Not long ago, Taneja Group and InfoStor jointly ran a survey asking IT managers about their experiences and plans in using public clouds to protect data and host applications. We specified public clouds because of their huge capacity and wide availability at low cost. Taneja Group surveyed 150 IT respondents representing companies with revenues from a low of less than $1 million to greater than $1 billion. The $50 to $100 million segment yielded the most respondents, but all revenue segments were fairly evenly divided. A slight majority of respondents were from the private sector. The rest came from government, education and non-profit entities.

Plans For Data Protection In The Cloud

Only 29 percent of respondents were already protecting data in the cloud, leaving 71 percent that were not –- a distressing picture for cloud vendors. However, 58 percent were planning on moving some data protection to the cloud between 6 months and 2 years; while 24 percent had no plans to do so.

Figure 1: Public Cloud Usage

Those that have or were planning to have data in the cloud varied in their reasons: 59 percent of respondents reported that potential CAPEX savings were important to them, and they would move to the cloud if it would help eliminate secondary DR sites and redundant DR backup storage systems. That same percentage also found cloud storage scalability to be attractive. This is no surprise: On-premise storage scalability is a real issue involving budgetary costs, data migration, provisioning, downtime, data center space considerations and energy costs. IT respondents felt that gaining scalability with cloud-based backup was an attractive proposition for both CAPEX and OPEX savings over in-house storage growth. Simplifying backup management gained a 52 percent response.

Cloud Storage Concerns

These responses all point to the attractiveness of a cloud-based storage solution for cost and IT resource savings. However, if cloud-based storage is so attractive, why aren’t more IT administrators storing to the cloud?

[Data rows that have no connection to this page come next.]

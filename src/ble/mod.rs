//! BLE communication module.
//!
//! This module provides the radio abstraction and the scan and link
//! machinery built on it for talking to RootTap presence buttons.

pub mod connection;
pub mod platform;
pub mod radio;
pub mod scanner;
pub mod simulated;
pub mod uuids;

pub use connection::{
    ConnectionEvent, ConnectionState, LinkConfig, LinkStateMachine, ReconnectPolicy,
    ResolutionFailurePolicy, ResolvedEndpoints,
};
pub use platform::PlatformRadio;
pub use radio::{
    AdvertisementStream, CharacteristicInfo, EventSink, GattStatus, LinkEvent, PeerAddress, Radio,
    RawAdvertisement, ScanEvent, SessionToken, WriteMode,
};
pub use scanner::{DiscoveredPeer, PeerStream, PeerTable, ScanFilter, ScanSession};
pub use simulated::{SimPeripheral, SimulatedRadio};
pub use uuids::*;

The answer to that question was startling with its solid list of objections and concerns. Cloud vendors are going to have to do a better job of answering these objections in the coming months and years to spur more midsize and enterprise adoptions.

Value Percent
Security concerns 55%
Data availability concerns 45%
Data accessibility concerns 45%
Internal IT policies 56%
Regulatory compliance issues (PCI, HIPAA, SOX, etc.) 47%
Inability to meet RTOs (Recovery Time Objectives) 49%
Cost concerns (e.g. data transfer or storage costs) 43%
Fear of service provider or vendor lock-in 47%

The startling variety of these objections should give cloud vendors pause. Granted, they represent an opportunity, but so many of the marketing pieces we see and hear simply do not address any of these concerns. They are the sizzle and not the steak. But IT professionals are not starry-eyed personal consumers; they are charged with valuable data protection, and they are wary. They should be. How should the public cloud vendors answer an IT administrator’s very real concerns about data availability and accessibility? Or figure out a way to meet compliance or eDiscovery needs, or avoid cloud vendor lock-in? This is where the rubber hits the road. Most sales teams worth their salt know how to answer these concerns with individual clients, but we are not seeing nearly the level of customer education that we would like to see. The result is widespread reluctance to move data to the cloud.

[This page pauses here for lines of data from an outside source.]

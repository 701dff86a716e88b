//! Session orchestration.
//!
//! [`SessionOrchestrator`] is the surface a presentation layer talks to. It
//! runs scans into a deduplicated peer table, hands the chosen peer to the
//! [`LinkStateMachine`] and keeps the latest error message around for display.

use parking_lot::{Mutex, RwLock};
use std::collections::HashMap;
use std::sync::Arc;
use tokio::sync::broadcast;
use tokio::task::JoinHandle;
use tracing::{debug, info, warn};

use crate::ble::connection::{ConnectionEvent, ConnectionState, LinkConfig, LinkStateMachine};
use crate::ble::radio::{PeerAddress, Radio};
use crate::ble::scanner::{DiscoveredPeer, PeerTable, ScanFilter, ScanSession};
use crate::error::{Error, ErrorSlot, Result};
use crate::permissions::PermissionGate;
use crate::protocol::ProtocolStats;

/// Scan, pick, connect.
pub struct SessionOrchestrator {
    radio: Arc<dyn Radio>,
    gate: PermissionGate,
    scanner: ScanSession,
    link: LinkStateMachine,
    /// Peers seen by the current scan, by address.
    peers: Arc<RwLock<PeerTable>>,
    /// Channel for peer sightings.
    peer_tx: broadcast::Sender<DiscoveredPeer>,
    last_error: ErrorSlot,
    /// Task draining the active scan.
    scan_handle: Mutex<Option<JoinHandle<()>>>,
}

impl SessionOrchestrator {
    /// Create an orchestrator driving `radio`.
    ///
    /// Must be called from within a Tokio runtime.
    pub fn new(radio: Arc<dyn Radio>, gate: PermissionGate, config: LinkConfig) -> Self {
        let last_error: ErrorSlot = Arc::new(RwLock::new(None));
        let link = LinkStateMachine::with_error_slot(radio.clone(), config, last_error.clone());
        let (peer_tx, _) = broadcast::channel(100);

        Self {
            scanner: ScanSession::new(radio.clone(), gate.clone()),
            radio,
            gate,
            link,
            peers: Arc::new(RwLock::new(PeerTable::new())),
            peer_tx,
            last_error,
            scan_handle: Mutex::new(None),
        }
    }

    /// The permission gate shared with the scanner.
    pub fn permissions(&self) -> &PermissionGate {
        &self.gate
    }

    /// Get the current connection state.
    pub fn state(&self) -> ConnectionState {
        self.link.state()
    }

    /// Subscribe to connection events.
    pub fn subscribe(&self) -> broadcast::Receiver<ConnectionEvent> {
        self.link.subscribe()
    }

    /// Subscribe to peer sightings.
    pub fn subscribe_peers(&self) -> broadcast::Receiver<DiscoveredPeer> {
        self.peer_tx.subscribe()
    }

    /// The peer currently targeted by the link.
    pub fn target(&self) -> Option<PeerAddress> {
        self.link.target()
    }

    /// Check if the acknowledge protocol is live.
    pub fn is_notify_ready(&self) -> bool {
        self.link.is_notify_ready()
    }

    /// Protocol counters for the current target.
    pub fn protocol_stats(&self) -> ProtocolStats {
        self.link.protocol_stats()
    }

    /// One record per peer, latest sighting, keyed by address.
    pub fn peers(&self) -> HashMap<PeerAddress, DiscoveredPeer> {
        self.peers.read().snapshot()
    }

    /// Peers, strongest signal first.
    pub fn peers_by_signal(&self) -> Vec<DiscoveredPeer> {
        self.peers.read().sorted_by_signal()
    }

    /// Look up one peer.
    pub fn peer(&self, address: &PeerAddress) -> Option<DiscoveredPeer> {
        self.peers.read().get(address).cloned()
    }

    /// The latest error message.
    pub fn last_error(&self) -> Option<String> {
        self.last_error.read().clone()
    }

    /// Check if a scan is running.
    pub fn is_scanning(&self) -> bool {
        self.scanner.is_scanning()
    }

    fn record_error(&self, err: &Error) {
        *self.last_error.write() = Some(err.to_string());
    }

    /// Start a fresh scan, replacing any running one.
    ///
    /// Clears the peer table and the last error. Refused unless the link is
    /// `Disconnected`.
    pub async fn start_scan(&self, filter: ScanFilter) -> Result<()> {
        if self.link.state() != ConnectionState::Disconnected {
            debug!("Refusing scan while link is {}", self.link.state());
            return Err(Error::LinkActive);
        }

        self.stop_scan().await;
        self.peers.write().clear();
        *self.last_error.write() = None;

        let mut stream = match self.scanner.begin(filter).await {
            Ok(stream) => stream,
            Err(e) => {
                warn!("Failed to start scan: {}", e);
                self.record_error(&e);
                return Err(e);
            }
        };

        let peers = self.peers.clone();
        let peer_tx = self.peer_tx.clone();
        let last_error = self.last_error.clone();

        let handle = tokio::spawn(async move {
            use futures::StreamExt;

            while let Some(item) = stream.next().await {
                match item {
                    Ok(peer) => {
                        if peers.write().insert(peer.clone()) {
                            info!("Discovered {} ({:?})", peer.address, peer.name);
                        }
                        let _ = peer_tx.send(peer);
                    }
                    Err(e) => {
                        warn!("Scan ended: {}", e);
                        *last_error.write() = Some(e.to_string());
                    }
                }
            }
            debug!("Scan task finished");
        });

        *self.scan_handle.lock() = Some(handle);
        Ok(())
    }

    /// Stop the running scan, if any. The peer table is kept.
    pub async fn stop_scan(&self) {
        let handle = self.scan_handle.lock().take();
        if let Some(handle) = handle {
            handle.abort();
            let _ = handle.await;
            debug!("Scan stopped");
        }
    }

    /// Connect to a peer by address.
    ///
    /// Resolves the address, stops any running scan and hands the peer to
    /// the link. Returns once the link starts connecting. Refused with
    /// [`Error::PermissionDenied`] until the radio permission is granted.
    pub async fn connect(&self, address: &str) -> Result<()> {
        if !self.gate.granted() {
            let err = Error::PermissionDenied;
            warn!("Refusing to connect to {}: {}", address, err);
            self.record_error(&err);
            return Err(err);
        }

        let peer = match self.radio.resolve_peer(address).await {
            Ok(peer) => peer,
            Err(e) => {
                warn!("Failed to resolve {}: {}", address, e);
                self.record_error(&e);
                return Err(e);
            }
        };

        self.stop_scan().await;

        self.link.connect(peer).map_err(|e| {
            self.record_error(&e);
            e
        })
    }

    /// Drop the link and forget discovered peers.
    pub fn disconnect(&self) {
        self.link.disconnect();
        self.peers.write().clear();
    }

    /// Stop scanning, disconnect and stop the link's event processing.
    pub async fn shutdown(&self) {
        info!("Shutting down session");
        self.stop_scan().await;
        self.peers.write().clear();
        self.link.shutdown().await;
    }
}

impl Drop for SessionOrchestrator {
    fn drop(&mut self) {
        if let Some(handle) = self.scan_handle.lock().take() {
            handle.abort();
        }
    }
}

For example, the vendor lock-in objection is a real concern. Moving data between cloud storage service providers is not easily done, and it is in the vendors’ interest to keep it that way. Unfortunately, the difficulty has a long-term effect on making customers leery of moving data into the cloud at all when it is terrifically hard to move out of it again. They must face the expense of mass data migration twice -– once when moving to a cloud provider to begin with, and then when moving to another one. The vendors know that inertia and a reluctance to pay for the second migration is a strong motivator for customers to keep their data with one service provider, but many customers are reluctant to move their data to the cloud in the first place because of these considerations. We don’t blame cloud vendors for hanging on to their customers, but they should at least offer data migration tools or services to facilitate mass data transfers as necessary.

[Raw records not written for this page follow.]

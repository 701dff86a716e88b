//! The radio capability driven by the scan session and the link state machine.
//!
//! Everything the core needs from a BLE stack goes through [`Radio`]. Scan
//! results are delivered as a stream; link operations are fire-and-forget
//! and their outcomes come back as [`LinkEvent`]s through an [`EventSink`]
//! bound to one [`SessionToken`].

use async_trait::async_trait;
use btleplug::api::{CharPropFlags, WriteType};
use bytes::Bytes;
use futures::stream::BoxStream;
use std::fmt;
use tokio::sync::mpsc;
use uuid::Uuid;

use crate::error::Result;

/// Stable identifier of a peer as reported by the platform.
#[derive(Debug, Clone, PartialEq, Eq, Hash, PartialOrd, Ord)]
#[cfg_attr(feature = "serde", derive(serde::Serialize, serde::Deserialize))]
pub struct PeerAddress(String);

impl PeerAddress {
    /// Create a peer address from its platform string.
    pub fn new(address: impl Into<String>) -> Self {
        Self(address.into())
    }

    /// The platform string.
    pub fn as_str(&self) -> &str {
        &self.0
    }
}

impl fmt::Display for PeerAddress {
    fn fmt(&self, f: &mut fmt::Formatter<'_>) -> fmt::Result {
        f.write_str(&self.0)
    }
}

impl From<&str> for PeerAddress {
    fn from(address: &str) -> Self {
        Self::new(address)
    }
}

impl From<String> for PeerAddress {
    fn from(address: String) -> Self {
        Self(address)
    }
}

/// Identity of one connect attempt. Minted fresh for every attempt, never reused.
#[derive(Debug, Clone, Copy, PartialEq, Eq, Hash, PartialOrd, Ord)]
pub struct SessionToken(u64);

impl SessionToken {
    /// Wrap a raw token value.
    pub const fn new(raw: u64) -> Self {
        Self(raw)
    }

    /// The raw token value.
    pub const fn get(&self) -> u64 {
        self.0
    }

    /// The token that follows this one.
    pub(crate) fn next(&self) -> Self {
        Self(self.0.wrapping_add(1))
    }
}

impl fmt::Display for SessionToken {
    fn fmt(&self, f: &mut fmt::Formatter<'_>) -> fmt::Result {
        write!(f, "#{}", self.0)
    }
}

/// GATT operation status as reported by the radio.
#[derive(Debug, Clone, Copy, PartialEq, Eq, Hash)]
#[cfg_attr(feature = "serde", derive(serde::Serialize, serde::Deserialize))]
pub struct GattStatus(pub u8);

impl GattStatus {
    /// Operation completed successfully.
    pub const SUCCESS: GattStatus = GattStatus(0x00);
    /// Generic failure, used when the backend has no finer-grained code.
    pub const FAILURE: GattStatus = GattStatus(0x85);

    /// Check if the status reports success.
    pub fn is_success(&self) -> bool {
        *self == Self::SUCCESS
    }
}

impl fmt::Display for GattStatus {
    fn fmt(&self, f: &mut fmt::Formatter<'_>) -> fmt::Result {
        write!(f, "{:#04x}", self.0)
    }
}

/// A single advertisement sighting as delivered by the radio.
#[derive(Debug, Clone, PartialEq, Eq)]
pub struct RawAdvertisement {
    /// Platform address of the advertiser.
    pub address: String,
    /// Advertised local name, if any.
    pub name: Option<String>,
    /// Signal strength in dBm.
    pub rssi: i16,
}

/// Item of the radio's advertisement stream.
#[derive(Debug, Clone, PartialEq, Eq)]
pub enum ScanEvent {
    /// A peer was seen.
    Advertisement(RawAdvertisement),
    /// The platform scanner failed; no more advertisements will follow.
    Failed(i32),
}

/// Stream of scan events for one scan.
pub type AdvertisementStream = BoxStream<'static, ScanEvent>;

/// How a characteristic write is acknowledged by the peer.
#[derive(Debug, Clone, Copy, PartialEq, Eq, Hash)]
#[cfg_attr(feature = "serde", derive(serde::Serialize, serde::Deserialize))]
pub enum WriteMode {
    /// The peer confirms the write (ATT Write Request).
    Acknowledged,
    /// Fire-and-forget (ATT Write Command).
    WithoutResponse,
}

impl From<WriteMode> for WriteType {
    fn from(mode: WriteMode) -> Self {
        match mode {
            WriteMode::Acknowledged => WriteType::WithResponse,
            WriteMode::WithoutResponse => WriteType::WithoutResponse,
        }
    }
}

/// A characteristic found during service discovery.
#[derive(Debug, Clone, PartialEq, Eq)]
pub struct CharacteristicInfo {
    /// Service the characteristic belongs to.
    pub service_uuid: Uuid,
    /// Characteristic UUID.
    pub uuid: Uuid,
    /// Advertised properties.
    pub properties: CharPropFlags,
}

impl CharacteristicInfo {
    /// Create a characteristic description.
    pub fn new(service_uuid: Uuid, uuid: Uuid, properties: CharPropFlags) -> Self {
        Self {
            service_uuid,
            uuid,
            properties,
        }
    }
}

/// Event produced by the radio for one link session.
#[derive(Debug, Clone, PartialEq, Eq)]
pub enum LinkEvent {
    /// The link is up.
    Connected,
    /// The link went down, or the connect attempt failed.
    Disconnected,
    /// Service discovery finished.
    ServicesDiscovered(std::result::Result<Vec<CharacteristicInfo>, GattStatus>),
    /// A subscribed characteristic pushed a value.
    CharacteristicChanged {
        /// Characteristic UUID.
        uuid: Uuid,
        /// Pushed value.
        value: Bytes,
    },
    /// The notification-enable descriptor write completed.
    DescriptorWritten {
        /// Descriptor UUID.
        uuid: Uuid,
        /// Outcome.
        status: GattStatus,
    },
    /// A characteristic write completed.
    CharacteristicWritten {
        /// Characteristic UUID.
        uuid: Uuid,
        /// Outcome.
        status: GattStatus,
    },
}

/// Input of the link state machine's serialized queue.
#[derive(Debug, Clone, PartialEq, Eq)]
pub(crate) enum LinkInput {
    Transport {
        session: SessionToken,
        event: LinkEvent,
    },
    ConnectTimeout {
        session: SessionToken,
    },
    ReconnectDue {
        session: SessionToken,
    },
}

/// Delivery handle the radio uses to report events for one session.
///
/// Every event sent through the sink is tagged with the sink's session token,
/// so the state machine can tell current events from stale ones.
#[derive(Debug, Clone)]
pub struct EventSink {
    session: SessionToken,
    tx: mpsc::UnboundedSender<LinkInput>,
}

impl EventSink {
    pub(crate) fn new(session: SessionToken, tx: mpsc::UnboundedSender<LinkInput>) -> Self {
        Self { session, tx }
    }

    /// The session this sink reports for.
    pub fn session(&self) -> SessionToken {
        self.session
    }

    /// Report an event. Returns `false` once the state machine is gone.
    pub fn emit(&self, event: LinkEvent) -> bool {
        self.tx
            .send(LinkInput::Transport {
                session: self.session,
                event,
            })
            .is_ok()
    }
}

/// The platform BLE capability.
///
/// Link operations only schedule work; their results arrive later through
/// the session's [`EventSink`]. An `Err` from a link operation means the work
/// could not even be scheduled.
#[cfg_attr(test, mockall::automock)]
#[async_trait]
pub trait Radio: Send + Sync {
    /// Start scanning, optionally restricted to peers advertising `services`.
    ///
    /// Returns [`crate::Error::RadioUnavailable`] if the radio is off, absent,
    /// disabled, or refuses to scan for a backend-specific reason. Backends
    /// report a platform permission refusal as [`crate::Error::PermissionDenied`].
    async fn start_scan(&self, services: &[Uuid]) -> Result<AdvertisementStream>;

    /// Stop scanning and release the scan registration.
    fn stop_scan(&self);

    /// Turn a caller-supplied address into a connectable peer.
    async fn resolve_peer(&self, address: &str) -> Result<PeerAddress>;

    /// Open a new link session to `peer`, reporting through `sink`.
    fn open_link(&self, peer: &PeerAddress, sink: EventSink) -> Result<()>;

    /// Close a link session and release its handle. Unknown sessions are ignored.
    fn close_link(&self, session: SessionToken);

    /// Request service discovery on a session.
    fn discover_services(&self, session: SessionToken) -> Result<()>;

    /// Enable notifications on `characteristic` by writing its CCCD.
    fn enable_notifications(
        &self,
        session: SessionToken,
        characteristic: &CharacteristicInfo,
    ) -> Result<()>;

    /// Write `value` to `characteristic`.
    fn write_characteristic(
        &self,
        session: SessionToken,
        characteristic: &CharacteristicInfo,
        value: Bytes,
        mode: WriteMode,
    ) -> Result<()>;
}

Additional objections ran neck and neck with vendor lock-in. Data accessibility and availability must be defined. That data will generally be accessible and available is a given with large public cloud providers like Amazon and Google, who aren’t going anywhere. (Note that data availability may be a big concern with smaller service provider firms. Some of these smaller firms offer better service level agreements than the big public clouds do, but the customer must be certain that the service provider is in it for the long, long haul.) The question for entrenched cloud providers is how soon data will be accessible and available if given an urgent requirement, and how long it will take to retrieve that data. Answers involve the amount and type of data the customer has stored on the public cloud, and what (if any) migration tools exist to quickly retrieve the data.

Customers must know this going in. They must write service level agreements for prompt data transfer from their cloud vendors, and include both digital data transfer objectives and physical media. It’s pretty ridiculous that cloud vendors must ship data on tape or disk to a customer, but the reality of bandwidth is that the old-fashioned truck can be much faster than the information highway. We urge customers to write the data transfer objectives into their SLA requests. Public clouds that cater to the corporate market will be open and ready for meaningful SLAs, but if the cloud vendor balks, understand why and what you will be giving up if you accede to its demands.